GIVEN ENTRIES START
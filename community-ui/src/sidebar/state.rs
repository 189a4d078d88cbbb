//! Transient sidebar UI state. Plain data, no RSX and no signals.

/// Flag bag behind the sidebar: which dialogs are open, which requests are in
/// flight, and the free-text reasons typed so far.
///
/// Loading flags are never cleared by a response. The parent hands down a new
/// snapshot when a request completes and that resets them.
#[derive(Debug, Clone, Default, PartialEq, Eq)]
pub struct SidebarState {
    pub remove_reason: Option<String>,
    pub remove_expires: Option<String>,
    pub purge_reason: Option<String>,
    pub show_edit: bool,
    pub show_remove_dialog: bool,
    pub show_purge_dialog: bool,
    pub show_confirm_leave_mod_team: bool,
    pub delete_community_loading: bool,
    pub remove_community_loading: bool,
    pub leave_mod_team_loading: bool,
    pub follow_community_loading: bool,
    pub block_community_loading: bool,
    pub purge_community_loading: bool,
}

impl SidebarState {
    /// A new community snapshot arrived. Reason inputs are kept.
    pub fn reset_for_new_community(&mut self) {
        self.show_edit = false;
        self.show_purge_dialog = false;
        self.show_remove_dialog = false;
        self.delete_community_loading = false;
        self.remove_community_loading = false;
        self.leave_mod_team_loading = false;
        self.follow_community_loading = false;
        self.block_community_loading = false;
        self.purge_community_loading = false;
    }

    /// A new moderator list arrived.
    pub fn reset_for_new_moderators(&mut self) {
        self.show_confirm_leave_mod_team = false;
    }

    pub fn open_edit(&mut self) {
        self.show_edit = true;
    }

    pub fn cancel_edit(&mut self) {
        self.show_edit = false;
    }

    pub fn confirm_leave_mod_team(&mut self) {
        self.show_confirm_leave_mod_team = true;
    }

    pub fn cancel_leave_mod_team(&mut self) {
        self.show_confirm_leave_mod_team = false;
    }

    pub fn open_remove_dialog(&mut self) {
        self.show_remove_dialog = true;
    }

    /// Purge and remove never show together; purge wins.
    pub fn open_purge_dialog(&mut self) {
        self.show_purge_dialog = true;
        self.show_remove_dialog = false;
    }

    pub fn set_remove_reason(&mut self, value: &str) {
        self.remove_reason = non_blank(value);
    }

    pub fn set_remove_expires(&mut self, value: &str) {
        self.remove_expires = non_blank(value);
    }

    pub fn set_purge_reason(&mut self, value: &str) {
        self.purge_reason = non_blank(value);
    }

    pub fn any_loading(&self) -> bool {
        self.delete_community_loading
            || self.remove_community_loading
            || self.leave_mod_team_loading
            || self.follow_community_loading
            || self.block_community_loading
            || self.purge_community_loading
    }
}

fn non_blank(value: &str) -> Option<String> {
    if value.trim().is_empty() {
        None
    } else {
        Some(value.to_string())
    }
}

#[cfg(test)]
mod tests {
    use super::*;

    fn busy_state() -> SidebarState {
        SidebarState {
            remove_reason: Some("spam".to_string()),
            remove_expires: Some("2030-01-01".to_string()),
            purge_reason: Some("illegal".to_string()),
            show_edit: true,
            show_remove_dialog: true,
            show_purge_dialog: true,
            show_confirm_leave_mod_team: true,
            delete_community_loading: true,
            remove_community_loading: true,
            leave_mod_team_loading: true,
            follow_community_loading: true,
            block_community_loading: true,
            purge_community_loading: true,
        }
    }

    #[test]
    fn defaults_are_all_closed_and_idle() {
        let state = SidebarState::default();
        assert!(!state.show_edit);
        assert!(!state.show_remove_dialog);
        assert!(!state.show_purge_dialog);
        assert!(!state.show_confirm_leave_mod_team);
        assert!(!state.any_loading());
        assert_eq!(state.remove_reason, None);
    }

    #[test]
    fn new_community_clears_dialogs_and_loading_but_keeps_reasons() {
        let mut state = busy_state();
        state.reset_for_new_community();

        assert!(!state.show_edit);
        assert!(!state.show_remove_dialog);
        assert!(!state.show_purge_dialog);
        assert!(!state.any_loading());
        assert_eq!(state.remove_reason.as_deref(), Some("spam"));
        assert_eq!(state.purge_reason.as_deref(), Some("illegal"));
        // Owned by the moderator list, not the community.
        assert!(state.show_confirm_leave_mod_team);
    }

    #[test]
    fn new_moderators_only_collapses_leave_confirmation() {
        let mut state = busy_state();
        state.reset_for_new_moderators();

        assert!(!state.show_confirm_leave_mod_team);
        assert!(state.show_edit);
        assert!(state.any_loading());
    }

    #[test]
    fn opening_purge_closes_remove() {
        let mut state = SidebarState::default();
        state.open_remove_dialog();
        state.open_purge_dialog();

        assert!(state.show_purge_dialog);
        assert!(!state.show_remove_dialog);
    }

    #[test]
    fn opening_remove_leaves_purge_open() {
        let mut state = SidebarState::default();
        state.open_purge_dialog();
        state.open_remove_dialog();

        assert!(state.show_purge_dialog);
        assert!(state.show_remove_dialog);
    }

    #[test]
    fn blank_reason_is_stored_as_none() {
        let mut state = SidebarState::default();
        state.set_remove_reason("   ");
        assert_eq!(state.remove_reason, None);

        state.set_purge_reason("duplicate of !rust");
        assert_eq!(state.purge_reason.as_deref(), Some("duplicate of !rust"));

        state.set_purge_reason("");
        assert_eq!(state.purge_reason, None);
    }

    #[test]
    fn edit_and_leave_toggles() {
        let mut state = SidebarState::default();
        state.open_edit();
        assert!(state.show_edit);
        state.cancel_edit();
        assert!(!state.show_edit);

        state.confirm_leave_mod_team();
        assert!(state.show_confirm_leave_mod_team);
        state.cancel_leave_mod_team();
        assert!(!state.show_confirm_leave_mod_team);
    }
}
//! Sidebar intents: mark the action as in flight and build its request.
//!
//! None of these touch the network. The caller forwards the returned form to
//! the matching callback and later supplies a fresh snapshot.

use community_types::{
    AddModToCommunity, BlockCommunity, CommunityView, DeleteCommunity, FollowCommunity,
    MyUserInfo, PurgeCommunity, RemoveCommunity, Sensitive, SubscribedType,
};
use dioxus_logger::tracing::debug;

use super::state::SidebarState;
use crate::format::get_unix_time;

/// Toggle follow: subscribe when not subscribed, otherwise unfollow
/// (a pending follow counts as subscribed).
pub fn toggle_follow(
    state: &mut SidebarState,
    community_view: &CommunityView,
    auth: Sensitive<String>,
) -> FollowCommunity {
    let follow = community_view.subscribed == SubscribedType::NotSubscribed;
    state.follow_community_loading = true;
    debug!(
        community_id = %community_view.community.id,
        follow,
        "follow community"
    );
    FollowCommunity {
        community_id: community_view.community.id,
        follow,
        auth,
    }
}

pub fn toggle_block(
    state: &mut SidebarState,
    community_view: &CommunityView,
    auth: Sensitive<String>,
) -> BlockCommunity {
    state.block_community_loading = true;
    BlockCommunity {
        community_id: community_view.community.id,
        block: !community_view.blocked,
        auth,
    }
}

/// Returns `None` when nobody is signed in; no flag is set in that case.
pub fn leave_mod_team(
    state: &mut SidebarState,
    community_view: &CommunityView,
    me: Option<&MyUserInfo>,
    auth: Sensitive<String>,
) -> Option<AddModToCommunity> {
    let me = me?;
    state.leave_mod_team_loading = true;
    Some(AddModToCommunity {
        community_id: community_view.community.id,
        person_id: me.person().id,
        added: false,
        auth,
    })
}

pub fn toggle_delete(
    state: &mut SidebarState,
    community_view: &CommunityView,
    auth: Sensitive<String>,
) -> DeleteCommunity {
    state.delete_community_loading = true;
    DeleteCommunity {
        community_id: community_view.community.id,
        deleted: !community_view.community.deleted,
        auth,
    }
}

/// Remove when live, restore when already removed. Reason and expiry come
/// from the remove dialog.
pub fn toggle_remove(
    state: &mut SidebarState,
    community_view: &CommunityView,
    auth: Sensitive<String>,
) -> RemoveCommunity {
    state.remove_community_loading = true;
    RemoveCommunity {
        community_id: community_view.community.id,
        removed: !community_view.community.removed,
        reason: state.remove_reason.clone(),
        expires: get_unix_time(state.remove_expires.as_deref()),
        auth,
    }
}

pub fn purge(
    state: &mut SidebarState,
    community_view: &CommunityView,
    auth: Sensitive<String>,
) -> PurgeCommunity {
    state.purge_community_loading = true;
    debug!(community_id = %community_view.community.id, "purge community");
    PurgeCommunity {
        community_id: community_view.community.id,
        reason: state.purge_reason.clone(),
        auth,
    }
}
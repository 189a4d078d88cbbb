use serde::{Deserialize, Serialize};
use std::ops::Deref;

/// Wrapper for values that must never show up in logs, such as the auth token.
#[derive(Clone, Default, PartialEq, Eq, Hash, Serialize, Deserialize)]
#[serde(transparent)]
pub struct Sensitive<T>(T);

impl<T> Sensitive<T> {
    pub fn new(item: T) -> Self {
        Sensitive(item)
    }
}

impl<T> std::fmt::Debug for Sensitive<T> {
    fn fmt(&self, f: &mut std::fmt::Formatter<'_>) -> std::fmt::Result {
        f.write_str("*****")
    }
}

impl<T> AsRef<T> for Sensitive<T> {
    fn as_ref(&self) -> &T {
        &self.0
    }
}

impl AsRef<str> for Sensitive<String> {
    fn as_ref(&self) -> &str {
        &self.0
    }
}

impl Deref for Sensitive<String> {
    type Target = str;

    fn deref(&self) -> &Self::Target {
        &self.0
    }
}

impl From<String> for Sensitive<String> {
    fn from(t: String) -> Self {
        Sensitive(t)
    }
}

impl From<&str> for Sensitive<String> {
    fn from(t: &str) -> Self {
        Sensitive(t.to_string())
    }
}
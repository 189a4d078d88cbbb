//! Request and response bodies for the community endpoints the sidebar drives.

use serde::{Deserialize, Serialize};
use ts_rs::TS;

use crate::newtypes::{CommunityId, LanguageId, PersonId};
use crate::sensitive::Sensitive;
use crate::source::Language;
use crate::views::{CommunityModeratorView, CommunityView, MyUserInfo, PersonView};

// ============================================================================
// Requests
// ============================================================================

#[derive(Debug, Clone, Default, PartialEq, Serialize, Deserialize, TS)]
#[ts(export, export_to = "../../community-ui/src/types/generated.ts")]
pub struct GetCommunity {
    pub id: Option<CommunityId>,
    /// Example: star_trek , or star_trek@xyz.tld
    pub name: Option<String>,
    #[ts(type = "string | null")]
    pub auth: Option<Sensitive<String>>,
}

#[derive(Debug, Clone, PartialEq, Serialize, Deserialize, TS)]
#[ts(export, export_to = "../../community-ui/src/types/generated.ts")]
pub struct FollowCommunity {
    pub community_id: CommunityId,
    pub follow: bool,
    #[ts(type = "string")]
    pub auth: Sensitive<String>,
}

#[derive(Debug, Clone, PartialEq, Serialize, Deserialize, TS)]
#[ts(export, export_to = "../../community-ui/src/types/generated.ts")]
pub struct BlockCommunity {
    pub community_id: CommunityId,
    pub block: bool,
    #[ts(type = "string")]
    pub auth: Sensitive<String>,
}

/// Soft delete by the top moderator. Reversible.
#[derive(Debug, Clone, PartialEq, Serialize, Deserialize, TS)]
#[ts(export, export_to = "../../community-ui/src/types/generated.ts")]
pub struct DeleteCommunity {
    pub community_id: CommunityId,
    pub deleted: bool,
    #[ts(type = "string")]
    pub auth: Sensitive<String>,
}

/// Admin removal. Reversible, unlike [`PurgeCommunity`].
#[derive(Debug, Clone, PartialEq, Serialize, Deserialize, TS)]
#[ts(export, export_to = "../../community-ui/src/types/generated.ts")]
pub struct RemoveCommunity {
    pub community_id: CommunityId,
    pub removed: bool,
    pub reason: Option<String>,
    /// Unix seconds
    pub expires: Option<i64>,
    #[ts(type = "string")]
    pub auth: Sensitive<String>,
}

#[derive(Debug, Clone, PartialEq, Serialize, Deserialize, TS)]
#[ts(export, export_to = "../../community-ui/src/types/generated.ts")]
pub struct PurgeCommunity {
    pub community_id: CommunityId,
    pub reason: Option<String>,
    #[ts(type = "string")]
    pub auth: Sensitive<String>,
}

/// Adds or removes a moderator. The sidebar only sends `added: false` for the
/// signed-in user (leave mod team).
#[derive(Debug, Clone, PartialEq, Serialize, Deserialize, TS)]
#[ts(export, export_to = "../../community-ui/src/types/generated.ts")]
pub struct AddModToCommunity {
    pub community_id: CommunityId,
    pub person_id: PersonId,
    pub added: bool,
    #[ts(type = "string")]
    pub auth: Sensitive<String>,
}

#[derive(Debug, Clone, PartialEq, Serialize, Deserialize, TS)]
#[ts(export, export_to = "../../community-ui/src/types/generated.ts")]
pub struct EditCommunity {
    pub community_id: CommunityId,
    pub title: Option<String>,
    pub description: Option<String>,
    pub icon: Option<String>,
    pub banner: Option<String>,
    pub nsfw: Option<bool>,
    pub posting_restricted_to_mods: Option<bool>,
    pub discussion_languages: Option<Vec<LanguageId>>,
    #[ts(type = "string")]
    pub auth: Sensitive<String>,
}

// ============================================================================
// Responses
// ============================================================================

#[derive(Debug, Clone, PartialEq, Serialize, Deserialize, TS)]
#[ts(export, export_to = "../../community-ui/src/types/generated.ts")]
pub struct GetCommunityResponse {
    pub community_view: CommunityView,
    pub moderators: Vec<CommunityModeratorView>,
    #[serde(default)]
    pub online: u32,
    #[serde(default)]
    pub discussion_languages: Vec<LanguageId>,
}

#[derive(Debug, Clone, PartialEq, Serialize, Deserialize, TS)]
#[ts(export, export_to = "../../community-ui/src/types/generated.ts")]
pub struct CommunityResponse {
    pub community_view: CommunityView,
    #[serde(default)]
    pub discussion_languages: Vec<LanguageId>,
}

#[derive(Debug, Clone, PartialEq, Serialize, Deserialize, TS)]
#[ts(export, export_to = "../../community-ui/src/types/generated.ts")]
pub struct BlockCommunityResponse {
    pub community_view: CommunityView,
    pub blocked: bool,
}

#[derive(Debug, Clone, PartialEq, Serialize, Deserialize, TS)]
#[ts(export, export_to = "../../community-ui/src/types/generated.ts")]
pub struct AddModToCommunityResponse {
    pub moderators: Vec<CommunityModeratorView>,
}

#[derive(Debug, Clone, PartialEq, Serialize, Deserialize, TS)]
#[ts(export, export_to = "../../community-ui/src/types/generated.ts")]
pub struct PurgeItemResponse {
    pub success: bool,
}

/// Site-wide context the community page needs: who is signed in, who the
/// admins are, and which languages exist.
#[derive(Debug, Clone, PartialEq, Serialize, Deserialize, TS)]
#[ts(export, export_to = "../../community-ui/src/types/generated.ts")]
pub struct GetSiteResponse {
    pub admins: Vec<PersonView>,
    pub my_user_info: Option<MyUserInfo>,
    #[serde(default)]
    pub all_languages: Vec<Language>,
    #[serde(default)]
    pub discussion_languages: Vec<LanguageId>,
    #[serde(default)]
    pub enable_nsfw: bool,
}
pub mod api;
pub mod community_form;
pub mod components;
pub mod error;
pub mod format;
pub mod i18n;
pub mod markdown;
pub mod page;
pub mod session;
pub mod sidebar;
pub mod snapshot;

#[cfg(test)]
mod test_fixtures;

pub use community_form::CommunityForm;
pub use error::ClientError;
pub use page::CommunityPage;
pub use session::Session;
pub use sidebar::{Sidebar, SidebarControls, SidebarState};
pub use snapshot::Snapshot;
GIVEN ENTRIES END
> [WHAT THE TASK REQUIRES]: Would you return exactly the lines from the one containing "pub use session::Session;" through the end of the listing, both included, and only them?

> [ANSWER]:
pub use session::Session;
pub use sidebar::{Sidebar, SidebarControls, SidebarState};
pub use snapshot::Snapshot;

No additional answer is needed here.